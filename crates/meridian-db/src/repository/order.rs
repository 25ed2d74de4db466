//! # Order Repository
//!
//! Database operations for orders and their line items.
//!
//! ## Order Lifecycle
//! ```text
//! ┌─────────────────────────────────────────────────────────────────────────┐
//! │                       Order Lifecycle                                   │
//! │                                                                         │
//! │  1. CREATE                                                             │
//! │     └── create_order(draft) → order row + N item rows + N stock        │
//! │         takes, all in ONE transaction (any failure → nothing persists) │
//! │                                                                         │
//! │  2. AMEND                                                              │
//! │     └── add_item()    → insert + stock take + total recompute          │
//! │     └── update_item() → signed stock delta (new − old) + recompute     │
//! │     └── remove_item() → delete + stock restore + recompute             │
//! │                                                                         │
//! │  3. DELETE                                                             │
//! │     └── delete_order(id, StockRestoration::Restore | Leave)            │
//! │                                                                         │
//! └─────────────────────────────────────────────────────────────────────────┘
//! ```
//!
//! ## Bookkeeping Rules
//! - Product stock moves opposite to item quantity, through the guarded
//!   delta in the product module; a take that would go negative aborts the
//!   whole transaction.
//! - `orders.total_cents` is recomputed from the current items via
//!   [`meridian_core::order_total`] inside every transaction that can
//!   change it. Callers never supply a total.

use sqlx::{SqliteConnection, SqlitePool};
use tracing::debug;

use crate::error::{DbError, DbResult};
use crate::repository::product::apply_stock_delta;
use meridian_core::validation::{
    validate_code, validate_order_items, validate_price_cents, validate_quantity,
};
use meridian_core::{
    order_total, NewOrder, NewOrderItem, Order, OrderItem, OrderUpdate, StockRestoration,
};

/// Repository for order database operations.
#[derive(Debug, Clone)]
pub struct OrderRepository {
    pool: SqlitePool,
}

impl OrderRepository {
    /// Creates a new OrderRepository.
    pub fn new(pool: SqlitePool) -> Self {
        OrderRepository { pool }
    }

    /// Creates an order together with its items.
    ///
    /// One transaction: the order row is inserted with the total already
    /// computed from the drafts, then each item is inserted and its stock
    /// taken. Generated ids are staged locally and only assembled into the
    /// returned `Order` after the commit, so an id from a rolled-back
    /// insert can never leak out.
    ///
    /// ## Returns
    /// * `Ok(Order)` - Persisted order with items and assigned ids
    /// * `Err(DbError::Validation)` - Empty items, bad quantity/price/code
    /// * `Err(DbError::UniqueViolation)` - Order code already exists
    /// * `Err(DbError::ForeignKeyViolation)` - Unknown customer or product
    /// * `Err(DbError::InsufficientStock)` - Any item exceeds its stock
    pub async fn create_order(&self, draft: NewOrder) -> DbResult<Order> {
        validate_code("order code", &draft.code)?;
        validate_order_items(draft.items.len())?;
        for item in &draft.items {
            validate_quantity(item.quantity)?;
            validate_price_cents(item.unit_price_cents)?;
        }

        let total = order_total(draft.items.iter().map(NewOrderItem::subtotal));

        debug!(
            code = %draft.code,
            items = draft.items.len(),
            total_cents = total.cents(),
            "Creating order"
        );

        let mut tx = self.pool.begin().await?;

        let result = sqlx::query(
            r#"
            INSERT INTO orders (code, customer_id, ordered_at, total_cents, status, payment_method)
            VALUES (?1, ?2, ?3, ?4, ?5, ?6)
            "#,
        )
        .bind(&draft.code)
        .bind(draft.customer_id)
        .bind(draft.ordered_at)
        .bind(total.cents())
        .bind(draft.status)
        .bind(draft.payment_method)
        .execute(&mut *tx)
        .await?;

        let order_id = result.last_insert_rowid();

        // Stage items; ids are only handed out after the commit below.
        let mut items = Vec::with_capacity(draft.items.len());
        for item in &draft.items {
            let inserted = sqlx::query(
                r#"
                INSERT INTO order_items (order_id, product_id, quantity, unit_price_cents)
                VALUES (?1, ?2, ?3, ?4)
                "#,
            )
            .bind(order_id)
            .bind(item.product_id)
            .bind(item.quantity)
            .bind(item.unit_price_cents)
            .execute(&mut *tx)
            .await?;

            apply_stock_delta(&mut tx, item.product_id, -item.quantity).await?;

            items.push(OrderItem {
                id: inserted.last_insert_rowid(),
                order_id,
                product_id: item.product_id,
                quantity: item.quantity,
                unit_price_cents: item.unit_price_cents,
            });
        }

        tx.commit().await?;

        debug!(id = %order_id, code = %draft.code, "Order created");

        Ok(Order {
            id: order_id,
            code: draft.code,
            customer_id: draft.customer_id,
            ordered_at: draft.ordered_at,
            total_cents: total.cents(),
            status: draft.status,
            payment_method: draft.payment_method,
            items,
        })
    }

    /// Gets an order by id, with its items attached.
    pub async fn get_by_id(&self, id: i64) -> DbResult<Option<Order>> {
        let order = sqlx::query_as::<_, Order>(
            r#"
            SELECT id, code, customer_id, ordered_at, total_cents, status, payment_method
            FROM orders
            WHERE id = ?1
            "#,
        )
        .bind(id)
        .fetch_optional(&self.pool)
        .await?;

        match order {
            Some(mut order) => {
                order.items = self.get_items(order.id).await?;
                Ok(Some(order))
            }
            None => Ok(None),
        }
    }

    /// Gets an order by its business code, with its items attached.
    pub async fn get_by_code(&self, code: &str) -> DbResult<Option<Order>> {
        let order = sqlx::query_as::<_, Order>(
            r#"
            SELECT id, code, customer_id, ordered_at, total_cents, status, payment_method
            FROM orders
            WHERE code = ?1
            "#,
        )
        .bind(code)
        .fetch_optional(&self.pool)
        .await?;

        match order {
            Some(mut order) => {
                order.items = self.get_items(order.id).await?;
                Ok(Some(order))
            }
            None => Ok(None),
        }
    }

    /// Gets the items of an order, in insertion order.
    pub async fn get_items(&self, order_id: i64) -> DbResult<Vec<OrderItem>> {
        let items = sqlx::query_as::<_, OrderItem>(
            r#"
            SELECT id, order_id, product_id, quantity, unit_price_cents
            FROM order_items
            WHERE order_id = ?1
            ORDER BY id
            "#,
        )
        .bind(order_id)
        .fetch_all(&self.pool)
        .await?;

        Ok(items)
    }

    /// Lists orders, newest first. Items are not attached.
    pub async fn list(&self) -> DbResult<Vec<Order>> {
        let orders = sqlx::query_as::<_, Order>(
            r#"
            SELECT id, code, customer_id, ordered_at, total_cents, status, payment_method
            FROM orders
            ORDER BY ordered_at DESC, id DESC
            "#,
        )
        .fetch_all(&self.pool)
        .await?;

        Ok(orders)
    }

    /// Lists a customer's orders, newest first. Items are not attached.
    pub async fn list_by_customer(&self, customer_id: i64) -> DbResult<Vec<Order>> {
        let orders = sqlx::query_as::<_, Order>(
            r#"
            SELECT id, code, customer_id, ordered_at, total_cents, status, payment_method
            FROM orders
            WHERE customer_id = ?1
            ORDER BY ordered_at DESC, id DESC
            "#,
        )
        .bind(customer_id)
        .fetch_all(&self.pool)
        .await?;

        Ok(orders)
    }

    /// Updates an order's scalar fields (customer, date, status, payment
    /// method) and recomputes its total from the current items in the same
    /// transaction, so a drifted total is repaired on every update.
    ///
    /// Items and stock are not touched; use the item operations for that.
    pub async fn update_order(&self, id: i64, update: OrderUpdate) -> DbResult<Order> {
        debug!(id = %id, "Updating order");

        let mut tx = self.pool.begin().await?;

        let result = sqlx::query(
            r#"
            UPDATE orders SET
                customer_id = ?2,
                ordered_at = ?3,
                status = ?4,
                payment_method = ?5
            WHERE id = ?1
            "#,
        )
        .bind(id)
        .bind(update.customer_id)
        .bind(update.ordered_at)
        .bind(update.status)
        .bind(update.payment_method)
        .execute(&mut *tx)
        .await?;

        if result.rows_affected() == 0 {
            return Err(DbError::not_found("Order", id.to_string()));
        }

        let items = recompute_order_total(&mut tx, id).await?;

        let mut order = sqlx::query_as::<_, Order>(
            r#"
            SELECT id, code, customer_id, ordered_at, total_cents, status, payment_method
            FROM orders
            WHERE id = ?1
            "#,
        )
        .bind(id)
        .fetch_one(&mut *tx)
        .await?;

        tx.commit().await?;

        order.items = items;
        Ok(order)
    }

    /// Adds an item to an existing order.
    ///
    /// One transaction: item insert, guarded stock take, parent total
    /// recompute. Any failure leaves order, items, and stock unchanged.
    pub async fn add_item(&self, order_id: i64, draft: NewOrderItem) -> DbResult<OrderItem> {
        validate_quantity(draft.quantity)?;
        validate_price_cents(draft.unit_price_cents)?;

        debug!(order_id = %order_id, product_id = %draft.product_id, quantity = %draft.quantity, "Adding order item");

        let mut tx = self.pool.begin().await?;

        let parent: Option<i64> = sqlx::query_scalar("SELECT id FROM orders WHERE id = ?1")
            .bind(order_id)
            .fetch_optional(&mut *tx)
            .await?;
        if parent.is_none() {
            return Err(DbError::not_found("Order", order_id.to_string()));
        }

        let inserted = sqlx::query(
            r#"
            INSERT INTO order_items (order_id, product_id, quantity, unit_price_cents)
            VALUES (?1, ?2, ?3, ?4)
            "#,
        )
        .bind(order_id)
        .bind(draft.product_id)
        .bind(draft.quantity)
        .bind(draft.unit_price_cents)
        .execute(&mut *tx)
        .await?;

        apply_stock_delta(&mut tx, draft.product_id, -draft.quantity).await?;
        recompute_order_total(&mut tx, order_id).await?;

        tx.commit().await?;

        Ok(OrderItem {
            id: inserted.last_insert_rowid(),
            order_id,
            product_id: draft.product_id,
            quantity: draft.quantity,
            unit_price_cents: draft.unit_price_cents,
        })
    }

    /// Changes an item's quantity and unit price.
    ///
    /// The previous quantity is read inside the transaction (callers never
    /// supply it), and stock moves by the signed difference: growing the
    /// item takes more stock, shrinking it gives stock back.
    pub async fn update_item(
        &self,
        item_id: i64,
        quantity: i64,
        unit_price_cents: i64,
    ) -> DbResult<OrderItem> {
        validate_quantity(quantity)?;
        validate_price_cents(unit_price_cents)?;

        debug!(item_id = %item_id, quantity = %quantity, "Updating order item");

        let mut tx = self.pool.begin().await?;

        let existing = fetch_item(&mut tx, item_id)
            .await?
            .ok_or_else(|| DbError::not_found("Order item", item_id.to_string()))?;

        sqlx::query(
            r#"
            UPDATE order_items SET
                quantity = ?2,
                unit_price_cents = ?3
            WHERE id = ?1
            "#,
        )
        .bind(item_id)
        .bind(quantity)
        .bind(unit_price_cents)
        .execute(&mut *tx)
        .await?;

        // old − new: a larger item means a further (guarded) stock take
        apply_stock_delta(&mut tx, existing.product_id, existing.quantity - quantity).await?;
        recompute_order_total(&mut tx, existing.order_id).await?;

        tx.commit().await?;

        Ok(OrderItem {
            id: item_id,
            order_id: existing.order_id,
            product_id: existing.product_id,
            quantity,
            unit_price_cents,
        })
    }

    /// Removes an item from its order, restoring its quantity to stock and
    /// recomputing the parent total, all in one transaction.
    pub async fn remove_item(&self, item_id: i64) -> DbResult<()> {
        debug!(item_id = %item_id, "Removing order item");

        let mut tx = self.pool.begin().await?;

        let existing = fetch_item(&mut tx, item_id)
            .await?
            .ok_or_else(|| DbError::not_found("Order item", item_id.to_string()))?;

        sqlx::query("DELETE FROM order_items WHERE id = ?1")
            .bind(item_id)
            .execute(&mut *tx)
            .await?;

        apply_stock_delta(&mut tx, existing.product_id, existing.quantity).await?;
        recompute_order_total(&mut tx, existing.order_id).await?;

        tx.commit().await?;
        Ok(())
    }

    /// Deletes an order and its items.
    ///
    /// The caller states what happens to stock: `Restore` returns each
    /// item's quantity to its product (the order never shipped), `Leave`
    /// keeps stock as-is (the goods are gone). One transaction either way;
    /// an order that is still referenced by an invoice fails with
    /// `ForeignKeyViolation` and nothing changes, stock included.
    pub async fn delete_order(&self, id: i64, stock: StockRestoration) -> DbResult<()> {
        debug!(id = %id, policy = ?stock, "Deleting order");

        let mut tx = self.pool.begin().await?;

        let exists: Option<i64> = sqlx::query_scalar("SELECT id FROM orders WHERE id = ?1")
            .bind(id)
            .fetch_optional(&mut *tx)
            .await?;
        if exists.is_none() {
            return Err(DbError::not_found("Order", id.to_string()));
        }

        if stock == StockRestoration::Restore {
            let items = fetch_items(&mut tx, id).await?;
            for item in &items {
                apply_stock_delta(&mut tx, item.product_id, item.quantity).await?;
            }
        }

        sqlx::query("DELETE FROM order_items WHERE order_id = ?1")
            .bind(id)
            .execute(&mut *tx)
            .await?;

        sqlx::query("DELETE FROM orders WHERE id = ?1")
            .bind(id)
            .execute(&mut *tx)
            .await?;

        tx.commit().await?;
        Ok(())
    }

    /// Counts orders (for diagnostics).
    pub async fn count(&self) -> DbResult<i64> {
        let count: i64 = sqlx::query_scalar("SELECT COUNT(*) FROM orders")
            .fetch_one(&self.pool)
            .await?;

        Ok(count)
    }
}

_____

# [WHAT YOU SHOULD DO]
When you find a line in the records that contains the word "StockRestoration", copy it.

# [EXERCISE RESULT]
//! │     └── delete_order(id, StockRestoration::Restore | Leave)            │
    order_total, NewOrder, NewOrderItem, Order, OrderItem, OrderUpdate, StockRestoration,
    pub async fn delete_order(&self, id: i64, stock: StockRestoration) -> DbResult<()> {
        if stock == StockRestoration::Restore {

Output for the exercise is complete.